_What this task involves_
Start with the first line of the records below. Output each line exactly, ending with the one that contains "the one requested".

Stored items:
━━━━

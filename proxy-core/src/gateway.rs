//! Archive lookups consumed by the routing engine.

mod index;
mod remote;

pub use index::IndexGateway;
pub use remote::RemoteGateway;

use crate::config::GatewayConfig;
use crate::error::GatewayError;
use async_trait::async_trait;
use replay_proxy_common::{CollectionRef, Timestamp};
use serde::{Deserialize, Serialize};
use std::sync::Arc;
use url::Url;

pub type GatewayResult<T> = std::result::Result<T, GatewayError>;

/// One archived snapshot of a URL.
#[derive(Debug, Clone, PartialEq, Eq, Serialize, Deserialize)]
pub struct Capture {
    pub url: String,
    pub timestamp: Timestamp,
    pub collection: String,
    pub mime: String,
    pub status: u16,
}

/// Archived content ready to be returned to the client.
#[derive(Debug, Clone)]
pub struct ReplayContent {
    pub status: u16,
    pub content_type: String,
    pub body: Vec<u8>,
    /// Timestamp of the capture actually served, which may differ from the one requested
    pub timestamp: Timestamp,
    /// Live URL an archived redirect points at
    pub location: Option<String>,
}

/// Query interface of the archive.
///
/// `closest_capture` and `exists` have default implementations in terms of `list_captures`;
/// backends that can answer them more cheaply override them.
#[async_trait]
pub trait Gateway: Send + Sync {
    async fn has_collection(&self, name: &str) -> GatewayResult<bool>;

    async fn collections(&self) -> GatewayResult<Vec<String>>;

    async fn list_captures(&self, collection: &CollectionRef, url: &Url)
        -> GatewayResult<Vec<Capture>>;

    async fn exists(&self, collection: &CollectionRef, url: &Url) -> GatewayResult<bool> {
        Ok(!self.list_captures(collection, url).await?.is_empty())
    }

    async fn closest_capture(
        &self,
        collection: &CollectionRef,
        url: &Url,
        reference: &Timestamp,
    ) -> GatewayResult<Option<Timestamp>> {
        let captures = self.list_captures(collection, url).await?;
        Ok(closest(&captures, reference).map(|c| c.timestamp.clone()))
    }

    /// Content of the capture closest to `timestamp`, `None` when nothing is archived.
    async fn render(
        &self,
        collection: &CollectionRef,
        timestamp: &Timestamp,
        url: &Url,
    ) -> GatewayResult<Option<ReplayContent>>;
}

/// Build the backend named by the configuration.
pub fn from_config(config: &GatewayConfig) -> crate::Result<Arc<dyn Gateway>> {
    match config {
        GatewayConfig::Index { path } => {
            Ok(Arc::new(IndexGateway::from_file(std::path::Path::new(path))?))
        }
        GatewayConfig::Remote {
            base_url,
            collections,
            aggregate_collection,
        } => Ok(Arc::new(RemoteGateway::new(
            base_url,
            collections.clone(),
            aggregate_collection,
        )?)),
    }
}

/// Capture nearest in time to `reference`; ties go to the earlier capture.
pub fn closest<'a>(captures: &'a [Capture], reference: &Timestamp) -> Option<&'a Capture> {
    captures.iter().min_by(|a, b| {
        let da = a.timestamp.distance_secs(reference).unwrap_or(i64::MAX);
        let db = b.timestamp.distance_secs(reference).unwrap_or(i64::MAX);
        da.cmp(&db)
            .then_with(|| a.timestamp.padded().cmp(&b.timestamp.padded()))
    })
}

/// Sorted, de-duplicated capture timestamps.
pub fn distinct_timestamps(captures: &[Capture]) -> Vec<Timestamp> {
    let mut timestamps: Vec<Timestamp> = captures.iter().map(|c| c.timestamp.clone()).collect();
    timestamps.sort_by_key(|ts| ts.padded());
    timestamps.dedup_by(|a, b| a.padded() == b.padded());
    timestamps
}

/// Scheme-agnostic lookup key: host, non-default port, path and query.
pub fn url_key(url: &Url) -> String {
    let mut key = url.host_str().unwrap_or_default().to_ascii_lowercase();
    if let Some(port) = url.port() {
        key.push(':');
        key.push_str(&port.to_string());
    }
    key.push_str(url.path());
    if let Some(query) = url.query() {
        key.push('?');
        key.push_str(query);
    }
    key
}

/// [`url_key`] with `_` cache-busting query parameters dropped.
pub fn fuzzy_key(url: &Url) -> String {
    let mut stripped = url.clone();
    let kept: Vec<(String, String)> = url
        .query_pairs()
        .filter(|(name, _)| name != "_")
        .map(|(name, value)| (name.into_owned(), value.into_owned()))
        .collect();
    if kept.is_empty() {
        stripped.set_query(None);
    } else {
        stripped.query_pairs_mut().clear().extend_pairs(kept);
    }
    url_key(&stripped)
}
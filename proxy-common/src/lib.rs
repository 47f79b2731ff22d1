//! Shared data model for the replay proxy.
//!
//! The core crate owns the behaviour; this crate only holds the plain types that travel
//! between the session store, the routing engine and the gateway backends.

pub mod session;
pub mod timestamp;

pub use session::{CollectionMode, CollectionRef, ProxySession, SessionKey};
pub use timestamp::{Timestamp, TimestampError};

━━━━

_Problem solution_
filename proxy-core/src/gateway.rs
//! Archive lookups consumed by the routing engine.

mod index;
mod remote;

pub use index::IndexGateway;
pub use remote::RemoteGateway;

use crate::config::GatewayConfig;
use crate::error::GatewayError;
use async_trait::async_trait;
use replay_proxy_common::{CollectionRef, Timestamp};
use serde::{Deserialize, Serialize};
use std::sync::Arc;
use url::Url;

pub type GatewayResult<T> = std::result::Result<T, GatewayError>;

/// One archived snapshot of a URL.
#[derive(Debug, Clone, PartialEq, Eq, Serialize, Deserialize)]
pub struct Capture {
    pub url: String,
    pub timestamp: Timestamp,
    pub collection: String,
    pub mime: String,
    pub status: u16,
}

/// Archived content ready to be returned to the client.
#[derive(Debug, Clone)]
pub struct ReplayContent {
    pub status: u16,
    pub content_type: String,
    pub body: Vec<u8>,
    /// Timestamp of the capture actually served, which may differ from the one requested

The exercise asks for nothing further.